И вот я слушаю его рассказ.
– Наш батальон пошел в атаку с ходу. Немецкие снайперы перебили или ранили многих командиров потому, что мы шли во весь рост и сверкали начищенными медными пуговицами, золотыми эмблемами и нашивками. Наши черные шинели резко выделялись на белом снегу. Тогда и был убит Хонякин. Ураганный пулеметный огонь заставил нас залечь и поползти по-пластунски. Ползли мы недолго, вскоре вскочили и бросились в штыковую атаку. Мы налетели на немцев, как смерч, смяли и далеко отогнали. В горах, покрытых лесом, в незнакомой для нас местности, где-то возле Кучук-Кермена, увлеченные атакой, многие потеряли ориентировку. Тогда Мельник собрал остатки батальона, всего около шестидесяти человек, взял на себя командование и, как он выразился, чутьем вывел нас в расположение частей Приморской армии… С десятью бойцами он занял передовой окоп, я был все время рядом с ним. Мы отбивали немецкие атаки, пока не кончились патроны. Из окопа Мельник ушел последним. Я оборачивался и видел: он шел медленно во весь рост, ему не хотелось оставлять завоеванные позиции, но батальон слишком вырвался вперед. Сейчас Мельника с остатками батальона взяли в Приморскую армию, назначили командиром роты. Он здорово дерется, сам строчит из пулемета и кричит: «За Родину! За Севастополь! А это вам за жену, а это за сына!» – подпускает немцев к самым окопам и забрасывает гранатами. Он жив, здоров, невредим, и чувствует себя прекрасно…
Радость дома была необыкновенная! Позже мне позвонил комиссар и сказал:
– Скоро Мельник будет здесь, мы его отзываем, так как надо восстановить батарею. В Приморской его представили к званию старшего лейтенанта и награждению орденом Красной Звезды. Но все же им придется с ним расстаться.
В газете «Красный черноморец» появилась статья, в которой говорилось о моем муже; в одной из них писали: «Физкультурник-борец старшина Мельник в штыковой атаке убил двадцать немцев». Борис был первым из награжденных с нашей батареи.
Привезли в батарейную санчасть контуженного старшего лейтенанта Афанасенко, одного из близких товарищей Хонякина. Наташа сидела возле него и слушала, как он, с трудом ворочая языком, рассказывал ей о гибели Хонякина. Наташа плакала, но теперь она уже окончательно убедилась в том, что муж убит, и первая ошеломляющая острота горя стала смягчаться.

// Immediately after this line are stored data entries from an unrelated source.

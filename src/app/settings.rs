//! Settings menu model (data only).
//!
//! Keeping these definitions outside the input handler lets both the handler
//! and UI renderers consume the same source of truth without cross-importing.

use super::state::AppState;

/// A single item in the settings menu.
pub enum SettingsItem {
    /// Boolean toggle — reads/writes via accessors on `AppState`.
    Toggle {
        label: &'static str,
        get: fn(&AppState) -> bool,
        set: fn(&mut AppState, bool),
    },
    /// Cycles through a finite set of values.
    Cycle {
        label: &'static str,
        value: fn(&AppState) -> String,
        cycle: fn(&mut AppState),
    },
}

impl SettingsItem {
    pub fn label(&self) -> &'static str {
        match self {
            Self::Toggle { label, .. } | Self::Cycle { label, .. } => label,
        }
    }
}

const DURATIONS_MS: &[u64] = &[0, 300, 500, 700, 1000, 1500];
const OFFSETS: &[u32] = &[50, 100, 200, 300, 500, 1000];

/// All items shown in the settings popup, in display order.
pub static SETTINGS_ITEMS: &[SettingsItem] = &[
    SettingsItem::Toggle {
        label: "Back-to-top Trigger",
        get: |s| s.config.backtop,
        set: |s, v| {
            s.config.backtop = v;
            commit(s, format!("Back-to-top: {}", if v { "on" } else { "off" }));
        },
    },
    SettingsItem::Cycle {
        label: "Scroll Duration",
        value: |s| format!("{}ms", s.config.scroll_duration_ms),
        cycle: |s| {
            s.config.scroll_duration_ms = next_in(DURATIONS_MS, s.config.scroll_duration_ms, 3);
            commit(s, format!("Scroll duration: {}ms", s.config.scroll_duration_ms));
        },
    },
    SettingsItem::Cycle {
        label: "Trigger Offset",
        value: |s| format!("{} rows", s.config.backtop_offset),
        cycle: |s| {
            s.config.backtop_offset = next_in(OFFSETS, s.config.backtop_offset, 3);
            commit(s, format!("Trigger offset: {} rows", s.config.backtop_offset));
        },
    },
    SettingsItem::Cycle {
        label: "Frame Pacing",
        value: |s| s.config.scheduling().label(),
        cycle: |s| {
            let c = &s.config;
            let next = c.strategy.cycle(
                std::time::Duration::from_millis(c.frame_interval_ms),
                std::time::Duration::from_millis(c.interval_ms),
            );
            s.config.strategy = next;
            commit(s, format!("Frame pacing: {}", next.label()));
        },
    },
];

/// Next value after `current`, wrapping; unknown values restart from
/// `fallback_idx`.
fn next_in<T: Copy + PartialEq>(values: &[T], current: T, fallback_idx: usize) -> T {
    let idx = values.iter().position(|v| *v == current).unwrap_or(fallback_idx);
    values[(idx + 1) % values.len()]
}

/// Push the edited config into live components, persist it, and report.
fn commit(s: &mut AppState, message: String) {
    s.apply_config();
    if let Err(e) = s.config.save_to(&s.config_file) {
        tracing::warn!("failed to save config: {e:#}");
    }
    s.status_message = Some(message);
}

#[cfg(test)]
mod tests {
    use super::*;

    #[test]
    fn next_in_wraps_and_recovers() {
        assert_eq!(next_in(DURATIONS_MS, 700, 3), 1000);
        assert_eq!(next_in(DURATIONS_MS, 1500, 3), 0);
        assert_eq!(next_in(DURATIONS_MS, 123, 3), 1000);
    }
}
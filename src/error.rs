//! Error taxonomy for chatdocs.
//!
//! Every boundary operation (session creation, chat, store access, index
//! load) returns one of these kinds, so callers such as the HTTP layer can
//! classify failures without inspecting message strings.

use std::path::PathBuf;

use thiserror::Error;

/// Closed set of failure kinds surfaced by chatdocs operations.
#[derive(Error, Debug)]
pub enum ChatdocsError {
    /// Configuration is structurally invalid (e.g. chunk overlap >= size).
    #[error("invalid configuration: {0}")]
    InvalidConfiguration(String),

    /// No text could be extracted from any of the supplied files.
    #[error("no text could be extracted from the supplied files")]
    EmptyContent,

    /// The question text was empty or whitespace-only.
    #[error("question must not be empty")]
    EmptyQuestion,

    /// The session does not exist in memory or on disk, or is unusable.
    #[error("session not found: {0}")]
    SessionNotFound(String),

    /// The embedding gateway could not be reached or rejected the request.
    #[error("embedding gateway unavailable: {0}")]
    EmbeddingUnavailable(String),

    /// The generation gateway could not be reached or rejected the request.
    #[error("generation gateway unavailable: {0}")]
    GenerationUnavailable(String),

    /// No persisted index exists at the expected location.
    #[error("no index found at {}", .0.display())]
    IndexNotFound(PathBuf),

    /// A persisted index exists but cannot be parsed or is inconsistent.
    #[error("index at {} is corrupt: {reason}", .path.display())]
    IndexCorrupt { path: PathBuf, reason: String },

    /// A stored transcript is not a well-formed sequence of user/assistant pairs.
    #[error("stored transcript is corrupt: {0}")]
    CorruptTranscript(String),

    /// Durable storage failed (unreadable record, failed write).
    #[error("storage error: {0}")]
    Storage(String),

    /// I/O failure while touching durable storage.
    #[error("I/O error: {0}")]
    Io(#[from] std::io::Error),

    /// Serialization failure while reading or writing a durable record.
    #[error("serialization error: {0}")]
    Serialization(#[from] serde_json::Error),
}

/// Result alias used throughout the crate.
pub type Result<T> = std::result::Result<T, ChatdocsError>;
//! Test utilities for chatdocs.
//!
//! Deterministic in-process gateway stubs implementing [`EmbeddingClient`]
//! and [`GenerationClient`], so lifecycle and engine behavior can be tested
//! without a network. Used by unit tests and the `tests/` scenario suite.

use async_trait::async_trait;

use crate::embedding::EmbeddingClient;
use crate::error::{ChatdocsError, Result};
use crate::generation::GenerationClient;
use crate::models::Turn;

/// Embeds text as keyword-presence vectors over a fixed vocabulary: one
/// dimension per vocabulary word, `1.0` when the lowercased text contains
/// the word. Deterministic, so retrieval rankings are fully predictable.
pub struct KeywordEmbedder {
    vocabulary: Vec<String>,
}

impl KeywordEmbedder {
    pub fn with_vocabulary(words: &[&str]) -> Self {
        Self {
            vocabulary: words.iter().map(|w| w.to_lowercase()).collect(),
        }
    }

    /// Vocabulary covering the capital-city scenario documents.
    pub fn capitals() -> Self {
        Self::with_vocabulary(&["france", "paris", "japan", "tokyo"])
    }

    fn vectorize(&self, text: &str) -> Vec<f32> {
        let lower = text.to_lowercase();
        self.vocabulary
            .iter()
            .map(|word| if lower.contains(word.as_str()) { 1.0 } else { 0.0 })
            .collect()
    }
}

#[async_trait]
impl EmbeddingClient for KeywordEmbedder {
    async fn embed(&self, texts: &[String]) -> Result<Vec<Vec<f32>>> {
        Ok(texts.iter().map(|t| self.vectorize(t)).collect())
    }

    fn model_name(&self) -> &str {
        "keyword-stub"
    }
}

/// Embedding gateway that always fails, for upstream-failure paths.
pub struct FailingEmbedder;

#[async_trait]
impl EmbeddingClient for FailingEmbedder {
    async fn embed(&self, _texts: &[String]) -> Result<Vec<Vec<f32>>> {
        Err(ChatdocsError::EmbeddingUnavailable(
            "stub: embedding gateway down".to_string(),
        ))
    }

    fn model_name(&self) -> &str {
        "failing-embedder-stub"
    }
}

/// Answers with the top-ranked retrieved chunk (the first context line), so
/// assertions can check the answer is grounded in the right document.
pub struct EchoGenerator;

#[async_trait]
impl GenerationClient for EchoGenerator {
    async fn generate(&self, context: &str, _history: &[Turn], _question: &str) -> Result<String> {
        Ok(context.lines().next().unwrap_or("no context").to_string())
    }

    fn model_name(&self) -> &str {
        "echo-stub"
    }
}

/// Generation gateway that always fails, for upstream-failure paths.
pub struct FailingGenerator;

#[async_trait]
impl GenerationClient for FailingGenerator {
    async fn generate(
        &self,
        _context: &str,
        _history: &[Turn],
        _question: &str,
    ) -> Result<String> {
        Err(ChatdocsError::GenerationUnavailable(
            "stub: generation gateway down".to_string(),
        ))
    }

    fn model_name(&self) -> &str {
        "failing-generator-stub"
    }
}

Как ласточки, которых тянет к родному гнезду, стали к нам приезжать оставшиеся в живых командиры и бойцы. То появится врач на своей машине скорой помощи, то старшина Сорокин, то шофер или кок. Мы с Наташей расспрашивали обо всех батарейцах. Многие были убиты, многие ранены, а о некоторых никто ничего не знал… Убит наповал снайперской пулей старший лейтенант Широков. Бедный Коля Широков, совсем мальчик! Он приехал к нам на батарею из Ленинградского военного училища. Ему с его знаниями, умом и молодостью только бы жить! И странно и непонятно, что его больше нет и не будет никогда.
Спрашивали мы с Наташей и о веселом танцоре лейтенанте Рязаеве, близком товарище Хонякина. Никто ничего о нем не знал, но все отвечали: «О Рязаеве не беспокойтесь, где-нибудь есть, он в огне не сгорит и в воде не потонет». И действительно, в один прекрасный день с шумом ввалился в комнату Рязаев. Наташа, увидев его, обрадовалась и заплакала.